In the past few years, retail customers have been through a lot. Having a supply chain breakdown, experiencing social isolation, or having difficulty finding products all combine to create a negative effect. Consumers are on edge as prices rise, and brands as well as retailers are keenly aware of this. Because of this, 29% of retailers are concerned that any price change may result in negative consumer reactions
Most business leaders know that there are limits to consumer price elasticity and hard decisions will have to be made in order to maintain the proverbial “ship” afloat.
- How long can we absorb cost increases without raising consumer prices?
- How many customers are we prepared to lose by passing the cost increases to them?
- Where can we cut our operational expenses?
Of course, there are no simple, binary answers to these questions. However, it is critical to remember that this storm will pass too, but decisions that may help you to weather this storm may cause structural damage to your vessel if you are not careful.

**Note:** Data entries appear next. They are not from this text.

//! CLI command implementations for Parchís.

pub(crate) mod logger;
pub(crate) mod prompt;
pub(crate) mod replay;
pub(crate) mod run;
pub(crate) mod tournament;
pub(crate) mod track;
pub(crate) mod watch;

mod output;

use clap::{Args, ValueEnum};
use parchis::config::DEFAULT_MAX_TURNS;
use parchis::{FieldSize, MatchConfig, Side, StepRule};
use std::error::Error;
use std::fmt;

/// Board options shared by every command that plays matches.
#[derive(Debug, Clone, Copy, Args)]
pub(crate) struct BoardArgs {
    /// Board edge length: odd, between 5 and 21
    #[arg(short = 'n', long)]
    pub(crate) size: Option<FieldSize>,

    /// How far pawns move: always six cells, or the rolled value
    #[arg(long, value_enum, default_value = "fixed")]
    pub(crate) steps: StepsArg,

    /// Turns before an undecided match is a draw (0 = no cap)
    #[arg(short = 't', long, default_value_t = DEFAULT_MAX_TURNS)]
    pub(crate) max_turns: u32,
}

impl BoardArgs {
    /// Match configuration, using `size` when no size was given.
    pub(crate) fn config_with(&self, size: FieldSize) -> MatchConfig {
        MatchConfig {
            field_size: self.size.unwrap_or(size),
            step_rule: self.steps.into(),
            max_turns: self.max_turns,
        }
    }

    /// Match configuration, defaulting to an 11x11 board.
    pub(crate) fn config(&self) -> MatchConfig {
        self.config_with(FieldSize::default())
    }
}

/// Step rule as a CLI value.
#[derive(Debug, Clone, Copy, PartialEq, Eq, ValueEnum)]
pub(crate) enum StepsArg {
    /// Every move is six cells, whatever the die shows.
    Fixed,
    /// A non-six roll moves by the rolled value.
    Rolled,
}

impl From<StepsArg> for StepRule {
    fn from(arg: StepsArg) -> Self {
        match arg {
            StepsArg::Fixed => Self::Fixed,
            StepsArg::Rolled => Self::Rolled,
        }
    }
}

/// Side as a CLI value.
#[derive(Debug, Clone, Copy, PartialEq, Eq, ValueEnum)]
pub(crate) enum SideArg {
    /// Side A, entering from the top edge.
    A,
    /// Side B, entering from the bottom edge.
    B,
}

impl From<SideArg> for Side {
    fn from(arg: SideArg) -> Self {
        match arg {
            SideArg::A => Self::A,
            SideArg::B => Self::B,
        }
    }
}

/// Output format for the `run` command.
#[derive(Debug, Clone, Copy, PartialEq, Eq, ValueEnum)]
pub(crate) enum OutputFormat {
    /// Board and status line after every event.
    Text,
    /// Machine-readable JSON output.
    Json,
    /// Structured summary of the final state.
    Summary,
}

/// Output format for the `replay` command.
#[derive(Debug, Clone, Copy, PartialEq, Eq, ValueEnum)]
pub(crate) enum ReplayFormat {
    /// Colored board with side statistics.
    Text,
    /// Structured plain text.
    Summary,
}

/// Output format for the `tournament` command.
#[derive(Debug, Clone, Copy, PartialEq, Eq, ValueEnum)]
pub(crate) enum TournamentFormat {
    /// Human-readable text output.
    Text,
    /// Machine-readable JSON output.
    Json,
    /// CSV format.
    Csv,
}

/// Seed to use when none was given.
#[allow(clippy::cast_possible_truncation)]
pub(crate) fn resolve_seed(seed: Option<u64>) -> u64 {
    seed.unwrap_or_else(|| {
        use std::time::{SystemTime, UNIX_EPOCH};
        SystemTime::now()
            .duration_since(UNIX_EPOCH)
            .map(|d| d.as_nanos() as u64)
            .unwrap_or(42)
    })
}

/// CLI error type.
#[derive(Debug)]
pub(crate) struct CliError {
    message: String,
}

impl CliError {
    /// Create a new CLI error.
    pub(crate) fn new(message: impl Into<String>) -> Self {
        Self {
            message: message.into(),
        }
    }
}

impl fmt::Display for CliError {
    fn fmt(&self, f: &mut fmt::Formatter<'_>) -> fmt::Result {
        write!(f, "{}", self.message)
    }
}

impl Error for CliError {}

impl From<std::io::Error> for CliError {
    fn from(e: std::io::Error) -> Self {
        Self::new(e.to_string())
    }
}

impl From<parchis::replay::ReplayError> for CliError {
    fn from(e: parchis::replay::ReplayError) -> Self {
        Self::new(e.to_string())
    }
}

impl From<serde_json::Error> for CliError {
    fn from(e: serde_json::Error) -> Self {
        Self::new(format!("JSON serialization failed: {e}"))
    }
}

#[cfg(test)]
mod tests {
    use super::*;

    #[test]
    fn test_board_args_config() {
        let args = BoardArgs {
            size: None,
            steps: StepsArg::Rolled,
            max_turns: 20,
        };
        let config = args.config();
        assert_eq!(config.field_size, FieldSize::default());
        assert_eq!(config.step_rule, StepRule::Rolled);
        assert_eq!(config.max_turns, 20);

        let size = FieldSize::new(7).unwrap();
        assert_eq!(args.config_with(size).field_size, size);
    }

    #[test]
    fn test_resolve_seed_keeps_given_seed() {
        assert_eq!(resolve_seed(Some(9)), 9);
    }
}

When a company is looking to cut operational costs it is far too often an investment into a retail customer experience comes first on the chopping block.
Retail Marketing Strategy – Tale of two brands
They say history does not repeat itself, but it rhymes. During the 2007 recession, most brands closed up the hatches to weather the storm. At that time if you were looking to buy a sailboat, computer images and magazine ads were the only means for “experiencing” a product that sells for hundreds of thousands of dollars. No dealer in the US had a product in their inventory to actually come aboard and take for a sale. No dealer, except the one who signed with a European sailboat brand whose name starts with “B”. They took massive loans to finance boat inventory in the dealer’s showrooms when American boat manufacturers were waiting out the recession. Today, nearly every second boat sailing American waterways proudly carries the brand “B” name on its bows. Are they better-built boats? Hell, no. As a sailor with a few thousand miles of open ocean sailing experience, I can categorically say that the “B” boats are substantially lower quality in design and construction than most brands they annihilated by gambling on providing a better retail customer experience. Nor they are lower priced.

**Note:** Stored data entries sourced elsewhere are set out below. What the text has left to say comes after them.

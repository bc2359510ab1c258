//! Match replay and viewing system.
//!
//! Because matches are 100% deterministic, replay requires only:
//! - `seed: u64` - The seed for the dice
//! - `config: MatchConfig` - Board size, step rule and turn cap
//!
//! No state deltas needed. To view turn N, re-run the simulation from turn 0 to N.
//!
//! # Time Travel
//!
//! - **Forward**: Continue stepping the simulation
//! - **Backward**: Re-run from turn 0 to (`current_turn` - 1)
//! - **Jump to turn N**: Re-run from turn 0 to N

mod render;
mod text;

pub use render::{BoardFrame, cell_glyph, render_ascii};
pub use text::render_summary;

use serde::Serialize;
use thiserror::Error;

use crate::config::MatchConfig;
use crate::game::{Match, MatchEvent};

/// Minimal recording - just the seed and the config.
#[derive(Debug, Clone, Copy, PartialEq, Eq, Serialize)]
pub struct Recording {
    /// Seed for the dice.
    pub seed: u64,
    /// Match configuration.
    pub config: MatchConfig,
}

impl Recording {
    /// Create a new recording.
    #[must_use]
    pub const fn new(seed: u64, config: MatchConfig) -> Self {
        Self { seed, config }
    }

    /// A fresh match at turn 0.
    #[must_use]
    pub fn start(&self) -> Match {
        Match::seeded(self.seed, self.config)
    }
}

/// Error type for replay operations.
#[derive(Debug, Clone, Copy, PartialEq, Eq, Error)]
pub enum ReplayError {
    /// Turn number out of bounds.
    #[error("Turn {requested} out of bounds (max: {max_turn})")]
    TurnOutOfBounds {
        /// Requested turn.
        requested: u32,
        /// Last reachable turn.
        max_turn: u32,
    },
    /// Match is already over.
    #[error("Match is already over")]
    GameOver,
}

/// Replay engine - steps through a match deterministically.
///
/// Since matches are deterministic, this engine can:
/// - Step forward by playing one turn
/// - Step backward by replaying from turn 0
/// - Jump to any turn by replaying from turn 0
#[derive(Debug, Clone)]
pub struct ReplayEngine {
    /// The recording being replayed.
    recording: Recording,
    /// Current match state.
    game: Match,
    /// Events of the most recent turn (the opening at turn 0).
    last_events: Vec<MatchEvent>,
}

impl ReplayEngine {
    /// Create a new replay engine from a recording, starting at turn 0.
    #[must_use]
    pub fn new(recording: Recording) -> Self {
        Self::new_at_turn(recording, 0)
    }

    /// Create a new replay engine at a specific turn.
    ///
    /// This replays from turn 0 to the target turn, stopping early if the
    /// match ends first.
    #[must_use]
    pub fn new_at_turn(recording: Recording, target_turn: u32) -> Self {
        let game = recording.start();
        let mut last_events = Vec::new();
        game.announce_opening(&mut last_events);

        let mut engine = Self {
            recording,
            game,
            last_events,
        };
        for _ in 0..target_turn {
            if engine.game.is_over() {
                break;
            }
            engine.execute_turn_internal();
        }
        engine
    }

    /// Get the recording.
    #[must_use]
    pub const fn recording(&self) -> &Recording {
        &self.recording
    }

    /// Get current turn number.
    #[must_use]
    pub const fn turn(&self) -> u32 {
        self.game.turn()
    }

    /// Get current match state.
    #[must_use]
    pub const fn state(&self) -> &Match {
        &self.game
    }

    /// Events of the most recent turn.
    #[must_use]
    pub fn last_events(&self) -> &[MatchEvent] {
        &self.last_events
    }

    /// Check if the match is over.
    #[must_use]
    pub fn is_game_over(&self) -> bool {
        self.game.is_over()
    }

    /// Step forward one turn.
    ///
    /// # Errors
    ///
    /// Returns an error if the match is already over.
    pub fn step_forward(&mut self) -> Result<(), ReplayError> {
        if self.game.is_over() {
            return Err(ReplayError::GameOver);
        }

        self.execute_turn_internal();
        Ok(())
    }

    /// Step backward one turn.
    ///
    /// This replays from turn 0 to (`current_turn` - 1).
    ///
    /// # Errors
    ///
    /// Returns an error if already at turn 0.
    pub fn step_backward(&mut self) -> Result<(), ReplayError> {
        if self.turn() == 0 {
            return Err(ReplayError::TurnOutOfBounds {
                requested: 0,
                max_turn: 0,
            });
        }

        let target = self.turn() - 1;
        self.goto_turn(target)
    }

    /// Jump to a specific turn.
    ///
    /// This replays from turn 0 to the target turn.
    ///
    /// # Errors
    ///
    /// Returns an error if the turn lies beyond the turn cap.
    pub fn goto_turn(&mut self, target_turn: u32) -> Result<(), ReplayError> {
        let max_turn = self.recording.config.max_turns;
        if max_turn != 0 && target_turn > max_turn {
            return Err(ReplayError::TurnOutOfBounds {
                requested: target_turn,
                max_turn,
            });
        }

        *self = Self::new_at_turn(self.recording, target_turn);
        Ok(())
    }

    /// Render current state to ASCII for terminal viewing.
    #[must_use]
    pub fn render_ascii(&self) -> String {
        render_ascii(&self.game)
    }

    /// Render current state to structured plain text.
    #[must_use]
    pub fn render_summary(&self) -> String {
        render_summary(&self.game)
    }

    fn execute_turn_internal(&mut self) {
        self.last_events.clear();
        self.game.make_move(&mut self.last_events);
    }
}

#[cfg(test)]
mod tests {
    use super::*;
    use crate::config::{FieldSize, StepRule};

    fn recording(seed: u64) -> Recording {
        Recording::new(
            seed,
            MatchConfig {
                field_size: FieldSize::new(7).unwrap(),
                step_rule: StepRule::Rolled,
                max_turns: 200,
            },
        )
    }

    #[test]
    fn test_starts_at_opening() {
        let engine = ReplayEngine::new(recording(1));
        assert_eq!(engine.turn(), 0);
        assert!(matches!(
            engine.last_events().last(),
            Some(MatchEvent::FirstMove { .. })
        ));
    }

    #[test]
    fn test_step_forward_and_back() {
        let mut engine = ReplayEngine::new(recording(5));
        engine.step_forward().unwrap();
        engine.step_forward().unwrap();
        let players_at_2 = engine.state().players().clone();
        let events_at_2 = engine.last_events().to_vec();
        engine.step_forward().unwrap();
        assert_eq!(engine.turn(), 3);

        engine.step_backward().unwrap();
        assert_eq!(engine.turn(), 2);
        assert_eq!(engine.state().players(), &players_at_2);
        assert_eq!(engine.last_events(), events_at_2.as_slice());
    }

    #[test]
    fn test_goto_turn_matches_stepping() {
        let mut stepped = ReplayEngine::new(recording(9));
        for _ in 0..10 {
            if stepped.step_forward().is_err() {
                break;
            }
        }
        let jumped = ReplayEngine::new_at_turn(recording(9), stepped.turn());
        assert_eq!(jumped.state().players(), stepped.state().players());
        assert_eq!(jumped.state().turn_holder(), stepped.state().turn_holder());
    }

    #[test]
    fn test_step_backward_at_start() {
        let mut engine = ReplayEngine::new(recording(2));
        assert_eq!(
            engine.step_backward(),
            Err(ReplayError::TurnOutOfBounds {
                requested: 0,
                max_turn: 0
            })
        );
    }

    #[test]
    fn test_goto_beyond_cap() {
        let mut engine = ReplayEngine::new(recording(2));
        let err = engine.goto_turn(201).unwrap_err();
        assert!(err.to_string().contains("201"));
        assert!(err.to_string().contains("200"));
    }

    #[test]
    fn test_step_forward_after_end() {
        let mut engine = ReplayEngine::new_at_turn(recording(4), 200);
        assert!(engine.is_game_over());
        assert_eq!(engine.step_forward(), Err(ReplayError::GameOver));
    }

    #[test]
    fn test_replay_error_display() {
        let err = ReplayError::TurnOutOfBounds {
            requested: 1500,
            max_turn: 1000,
        };
        assert!(format!("{err}").contains("1500"));
        assert!(format!("{err}").contains("1000"));

        let err = ReplayError::GameOver;
        assert!(format!("{err}").contains("over"));
    }
}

Another example is an automotive brand starting with “H”. They remembered what the word “brand” means. To consumer brand means trust, and while other competitors reduced their call center staff that helped and supported their customers, the “H” launched a buy-back program in the middle of a recession. They allowed Americans to buy new cars that could be returned if they lost their jobs. Sales for “H” rose 5% in January and February 2009, a time when much of the rest of the auto industry experienced steep losses. This move established their brand in the United States consumer’s minds where before their name was a favorite target of late-night TV comedians.
Consumers are now unusually anxious because of the rise in the price of products, but consumer resistance to higher prices can be reduced by an opportunity to have a highly positive experience of the product prior to purchase.

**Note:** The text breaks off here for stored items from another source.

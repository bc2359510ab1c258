// Allow unwrap in tests (test code is not production)
#![cfg_attr(test, allow(clippy::unwrap_used))]
//! Parchís: a deterministic two-player race game for the terminal.
//!
//! Two sides, `A` and `B`, enter pawns on a cross-shaped track, run once
//! around it and turn into their own home lane towards the center. A die
//! decides everything:
//! - A six brings a pawn out of the reserve (or moves one) and the side
//!   rolls again, at most three times per turn
//! - Landing on a lone opponent pawn sends it back to its reserve
//! - Two pawns of one side on a cell form a block the opponent cannot pass
//! - The first side to bring every pawn to the center wins
//!
//! # Architecture
//!
//! ```text
//! ┌─────────────────────────────────────┐
//! │     CLI / TUI (presenters)          │
//! ├─────────────────────────────────────┤
//! │   Replay        │  Batch runner     │
//! ├─────────────────────────────────────┤
//! │   Match engine (turns, captures)    │
//! ├─────────────────────────────────────┤
//! │   Player state  │  Board geometry   │
//! └─────────────────────────────────────┘
//! ```
//!
//! A match is fully determined by its seed and [`MatchConfig`], so replays
//! and batch runs need nothing else.

pub mod config;
pub mod error;
pub mod game;
pub mod replay;
pub mod tournament;

pub use config::{FieldSize, MatchConfig, StepRule};
pub use error::{ConfigResult, FieldSizeError};

// Re-export key game types at crate root for convenience
pub use game::{
    Board, Coord, Match, MatchEvent, MatchOutcome, MatchView, PlayerState, Presenter, Side,
};
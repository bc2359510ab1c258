//! Interactive board size prompt.

use super::CliError;
use parchis::{FieldSize, FieldSizeError};
use std::io::{BufRead, Write};

/// Ask for a board size until a valid one is entered.
///
/// # Errors
///
/// Returns an error on I/O failure or when the input ends first.
pub(crate) fn read_field_size(
    input: &mut impl BufRead,
    output: &mut impl Write,
) -> Result<FieldSize, CliError> {
    loop {
        write!(output, "Enter field size: ")?;
        output.flush()?;

        let mut line = String::new();
        if input.read_line(&mut line)? == 0 {
            return Err(CliError::new("no field size given"));
        }

        match line.parse::<FieldSize>() {
            Ok(size) => return Ok(size),
            Err(e) => {
                writeln!(output, "{}", complaint(&e))?;
                writeln!(output, "Try again")?;
            }
        }
    }
}

fn complaint(err: &FieldSizeError) -> &'static str {
    match err {
        FieldSizeError::NotInteger(_) => "Field size must be int!",
        FieldSizeError::TooLarge(_) => "Sorry, it's too many for me",
        FieldSizeError::Invalid(_) => "Field size must be odd and at least 5",
    }
}
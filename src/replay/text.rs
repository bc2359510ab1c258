//! Structured plain-text summary of a match.
//!
//! No colors and one fact per line, so the output is easy to diff and grep.

#![allow(clippy::format_push_string)]

use crate::config::StepRule;
use crate::game::{Coord, Die, Match, MatchOutcome, Side};

/// Render a match to structured text.
///
/// Output format:
/// ```text
/// === TURN 42 OF 1000 ===
/// Board: 11x11, step rule: fixed
/// Status: ongoing, next: B
///
/// SIDE A:
/// - Reserve: 1
/// - On track: 2 at [(4,8), (6,2)]
/// - Finished: 1
/// - Blocked cells: [(4,5)]
/// - Rolls: 30 (sixes: 5), moves: 20, captures: 1, stalls: 4
/// ...
/// ```
#[must_use]
pub fn render_summary<D: Die>(game: &Match<D>) -> String {
    let mut output = String::new();

    render_header(&mut output, game);
    for side in Side::BOTH {
        render_side(&mut output, game, side);
    }

    output
}

fn render_header<D: Die>(output: &mut String, game: &Match<D>) {
    let config = game.config();
    match config.max_turns {
        0 => output.push_str(&format!("=== TURN {} ===\n", game.turn())),
        max => output.push_str(&format!("=== TURN {} OF {max} ===\n", game.turn())),
    }
    let size = config.field_size;
    let rule = match config.step_rule {
        StepRule::Fixed => "fixed",
        StepRule::Rolled => "rolled",
    };
    output.push_str(&format!("Board: {size}x{size}, step rule: {rule}\n"));

    let status = match game.outcome() {
        MatchOutcome::Ongoing => format!("ongoing, next: {}", game.turn_holder()),
        MatchOutcome::Won(side) => format!("{side} player won"),
        MatchOutcome::Draw => "draw".to_string(),
    };
    output.push_str(&format!("Status: {status}\n\n"));
}

fn render_side<D: Die>(output: &mut String, game: &Match<D>, side: Side) {
    let player = game.player(side);
    let stats = game.stats(side);

    output.push_str(&format!("SIDE {side}:\n"));
    output.push_str(&format!("- Reserve: {}\n", player.reserve_count()));
    output.push_str(&format!(
        "- On track: {} at [{}]\n",
        player.pawns().len(),
        coord_list(player.pawns().iter().copied())
    ));
    output.push_str(&format!("- Finished: {}\n", player.finished_count()));
    output.push_str(&format!(
        "- Blocked cells: [{}]\n",
        coord_list(player.blocked_cells().iter().copied())
    ));
    output.push_str(&format!(
        "- Rolls: {} (sixes: {}), moves: {}, captures: {}, stalls: {}\n\n",
        stats.rolls, stats.sixes, stats.moves, stats.captures, stats.stalls
    ));
}

fn coord_list(cells: impl Iterator<Item = Coord>) -> String {
    cells
        .map(|c| format!("({},{})", c.row, c.col))
        .collect::<Vec<_>>()
        .join(", ")
}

In Store Product Demo is a part of Retail Marketing Strategy
Instead of reducing the volume or quality of your product while maintaining your price, you can explore an in-store product demo as a better retail marketing strategy. The moment you do this, you take your prospect’s eyes away from the price and let them see for themselves how the value trumps the price. Leverage the promotional scheduling calendar to make in-store demos an ever-present part of your store experience to make your customers focus on their experience of new products instead of sticker shocks of the products they used to buy.
According to Shopify, Store Demo of products helps you test new brands or products, enhance the in-store experience, improve customer loyalty, Increase sales and gather customer feedback.
Shopify also advises to do the following before embarking on store sampling: review inventory levels, consider hiring brand ambassadors, combine demos with promotions to boost sales, and be selective with demo products and promotional scheduling during business peak hours.
The impact of inflation on customers cannot be overlooked. It is a reality that has come to stay and retailers must combat it to ensure viability and profitability. It has been established that price reduction and discounts are not the best strategies to achieve the best retail customer experience. Adopting an in-store product demo strategy seems to be a more feasible approach to tackling consumers’ responses to inflation. Retailers should also be vigilant to observe new consumer behavior through occasional market research.
Facing inflationary pressure, many retailers and established brands are prone to making exactly the wrong decisions – serving fewer products at the same price as before, or reducing customer service. These decisions are designed to defend decreasing profit margins at the expense of their customer’s experience. Yet it is their prior extensive investments in their customer experience that made them what they are today. Betraying the trust of your customers opens opportunities for fledgling startups who care more about the cost of customer acquisition than the next quarter’s margin. The in-store product demo is the best tool of experiential marketing strategy to steal customers from those established brands that are spooked by inflation.